**EXERCISE DETAILS**
Copy each line of the data below with the word "failed".

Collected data
//! macOS key posting via CGEvent.
//!
//! Targets are pids rather than window handles; the synthesized keyboard
//! event is delivered to the process's event queue with `post_to_pid`.

use core_graphics::event::{CGEvent, CGKeyCode};
use core_graphics::event_source::{CGEventSource, CGEventSourceStateID};

use super::{InjectionError, KeyPost, TargetWindowHandle, KEY_DOWN_MSG};
use crate::keys::macos::mac_keycode;
use crate::keys::KeyCode;

pub struct MacPoster;

impl MacPoster {
    pub fn new() -> Self {
        Self
    }
}

impl KeyPost for MacPoster {
    fn scan_code(&self, key: KeyCode) -> Result<u32, InjectionError> {
        mac_keycode(key)
            .map(u32::from)
            .ok_or(InjectionError::UnmappedKey(key))
    }

    fn post(
        &self,
        target: TargetWindowHandle,
        message: u32,
        key: KeyCode,
        _payload: isize,
    ) -> Result<(), InjectionError> {
        let keycode = mac_keycode(key).ok_or(InjectionError::UnmappedKey(key))? as CGKeyCode;

        let source = CGEventSource::new(CGEventSourceStateID::HIDSystemState)
            .map_err(|_| InjectionError::PostFailed("failed to create event source".into()))?;
        let event = CGEvent::new_keyboard_event(source, keycode, message == KEY_DOWN_MSG)
            .map_err(|_| InjectionError::PostFailed("failed to create keyboard event".into()))?;

        event.post_to_pid(target.as_raw() as i32);
        Ok(())
    }
}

**RESPONSE AREA**
            .map_err(|_| InjectionError::PostFailed("failed to create event source".into()))?;
            .map_err(|_| InjectionError::PostFailed("failed to create keyboard event".into()))?;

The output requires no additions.